::: Supplied entries :::
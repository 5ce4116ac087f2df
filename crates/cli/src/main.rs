mod config;
mod serve;
mod simulate;

use std::path::PathBuf;
use std::process;

use clap::{Parser, Subcommand, ValueEnum};
use tracing_subscriber::filter::LevelFilter;
use tracing_subscriber::{layer::SubscriberExt, util::SubscriberInitExt, EnvFilter};

/// Environment variable holding the log filter directives.
const LOG_ENV: &str = "APPROVALS_LOG";

/// Output format for CLI responses.
#[derive(Debug, Clone, Copy, PartialEq, Eq, ValueEnum)]
pub(crate) enum OutputFormat {
    Text,
    Json,
}

/// How the approver decides in a simulated case.
#[derive(Debug, Clone, Copy, PartialEq, Eq, ValueEnum)]
pub(crate) enum Decision {
    Approve,
    Reject,
}

/// Two-step approval workflow service.
#[derive(Parser)]
#[command(name = "approvals", version, about = "Two-step approval workflow service")]
struct Cli {
    /// Output format (text or json)
    #[arg(long, global = true, default_value = "text", value_enum)]
    output: OutputFormat,

    /// Suppress non-essential output
    #[arg(long, global = true)]
    quiet: bool,

    #[command(subcommand)]
    command: Commands,
}

#[derive(Subcommand)]
enum Commands {
    /// Start the approval workflow HTTP API server
    Serve {
        /// Port to listen on
        #[arg(long, default_value = "8080")]
        port: u16,
        /// Address to bind
        #[arg(long, default_value = "0.0.0.0")]
        host: String,
        /// TOML file overriding the flags above
        #[arg(long)]
        config: Option<PathBuf>,
    },

    /// Run one case through its lifecycle in process and print its status
    Simulate {
        /// Approver decision
        #[arg(long, default_value = "approve", value_enum)]
        decision: Decision,
        #[arg(long, default_value = "initiator-1")]
        initiator: String,
        #[arg(long, default_value = "approver-1")]
        approver: String,
        #[arg(long, default_value = "executor-1")]
        executor: String,
        /// Case payload as a JSON object
        #[arg(long)]
        payload: Option<String>,
        /// Comment attached to every action
        #[arg(long)]
        comment: Option<String>,
    },
}

fn init_tracing(quiet: bool) {
    let default = if quiet {
        LevelFilter::WARN
    } else {
        LevelFilter::INFO
    };
    let _ = tracing_subscriber::registry()
        .with(tracing_subscriber::fmt::layer().with_writer(std::io::stderr))
        .with(
            EnvFilter::builder()
                .with_default_directive(default.into())
                .with_env_var(LOG_ENV)
                .from_env_lossy(),
        )
        .try_init();
}

fn runtime() -> tokio::runtime::Runtime {
    match tokio::runtime::Runtime::new() {
        Ok(rt) => rt,
        Err(e) => {
            eprintln!("error: failed to create tokio runtime: {}", e);
            process::exit(1);
        }
    }
}

fn main() {
    let cli = Cli::parse();
    init_tracing(cli.quiet);

    match cli.command {
        Commands::Serve { port, host, config } => {
            let serve_config = match config::load(&config::CliConfig { host, port }, config) {
                Ok(c) => c,
                Err(e) => {
                    eprintln!("error: {}", e);
                    process::exit(1);
                }
            };
            if let Err(e) = runtime().block_on(serve::start_server(serve_config)) {
                eprintln!("Server error: {}", e);
                process::exit(1);
            }
        }
        Commands::Simulate {
            decision,
            initiator,
            approver,
            executor,
            payload,
            comment,
        } => {
            let options = simulate::SimulateOptions {
                decision,
                initiator,
                approver,
                executor,
                payload,
                comment,
            };
            if let Err(e) = runtime().block_on(simulate::cmd_simulate(options, cli.output)) {
                eprintln!("error: {}", e);
                process::exit(1);
            }
        }
    }
}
:::
Exercise directions — Your answer should be the data above, retyped in full and unaltered.

Solution to this problem —
repository 5ce4116ac087f2df
filename crates/cli/src/main.rs
mod config;
mod serve;
mod simulate;

use std::path::PathBuf;
use std::process;

use clap::{Parser, Subcommand, ValueEnum};
use tracing_subscriber::filter::LevelFilter;
use tracing_subscriber::{layer::SubscriberExt, util::SubscriberInitExt, EnvFilter};

/// Environment variable holding the log filter directives.
const LOG_ENV: &str = "APPROVALS_LOG";

/// Output format for CLI responses.
#[derive(Debug, Clone, Copy, PartialEq, Eq, ValueEnum)]
pub(crate) enum OutputFormat {
    Text,
    Json,
}

/// How the approver decides in a simulated case.
#[derive(Debug, Clone, Copy, PartialEq, Eq, ValueEnum)]
pub(crate) enum Decision {
    Approve,
    Reject,
}

/// Two-step approval workflow service.
#[derive(Parser)]
#[command(name = "approvals", version, about = "Two-step approval workflow service")]
struct Cli {
    /// Output format (text or json)
    #[arg(long, global = true, default_value = "text", value_enum)]
    output: OutputFormat,

    /// Suppress non-essential output
    #[arg(long, global = true)]
    quiet: bool,

    #[command(subcommand)]
    command: Commands,
}

#[derive(Subcommand)]
enum Commands {
    /// Start the approval workflow HTTP API server
    Serve {
        /// Port to listen on
        #[arg(long, default_value = "8080")]
        port: u16,
        /// Address to bind
        #[arg(long, default_value = "0.0.0.0")]
        host: String,
        /// TOML file overriding the flags above
        #[arg(long)]
        config: Option<PathBuf>,
    },

    /// Run one case through its lifecycle in process and print its status
    Simulate {
        /// Approver decision
        #[arg(long, default_value = "approve", value_enum)]
        decision: Decision,
        #[arg(long, default_value = "initiator-1")]
        initiator: String,
        #[arg(long, default_value = "approver-1")]
        approver: String,
        #[arg(long, default_value = "executor-1")]
        executor: String,
        /// Case payload as a JSON object
        #[arg(long)]
        payload: Option<String>,
        /// Comment attached to every action
        #[arg(long)]
        comment: Option<String>,
    },
}

fn init_tracing(quiet: bool) {
    let default = if quiet {
        LevelFilter::WARN
    } else {
        LevelFilter::INFO
    };
    let _ = tracing_subscriber::registry()
        .with(tracing_subscriber::fmt::layer().with_writer(std::io::stderr))
        .with(
            EnvFilter::builder()
                .with_default_directive(default.into())
                .with_env_var(LOG_ENV)
                .from_env_lossy(),
        )
        .try_init();
}

fn runtime() -> tokio::runtime::Runtime {
    match tokio::runtime::Runtime::new() {
        Ok(rt) => rt,
        Err(e) => {
            eprintln!("error: failed to create tokio runtime: {}", e);
            process::exit(1);
        }
    }
}

fn main() {
    let cli = Cli::parse();
    init_tracing(cli.quiet);

    match cli.command {
        Commands::Serve { port, host, config } => {
            let serve_config = match config::load(&config::CliConfig { host, port }, config) {
                Ok(c) => c,
                Err(e) => {
                    eprintln!("error: {}", e);
                    process::exit(1);
                }
            };
            if let Err(e) = runtime().block_on(serve::start_server(serve_config)) {
                eprintln!("Server error: {}", e);
                process::exit(1);
            }
        }
        Commands::Simulate {
            decision,
            initiator,
            approver,
            executor,
            payload,
            comment,
        } => {
            let options = simulate::SimulateOptions {
                decision,
                initiator,
                approver,
                executor,
                payload,
                comment,
            };
            if let Err(e) = runtime().block_on(simulate::cmd_simulate(options, cli.output)) {
                eprintln!("error: {}", e);
                process::exit(1);
            }
        }
    }
}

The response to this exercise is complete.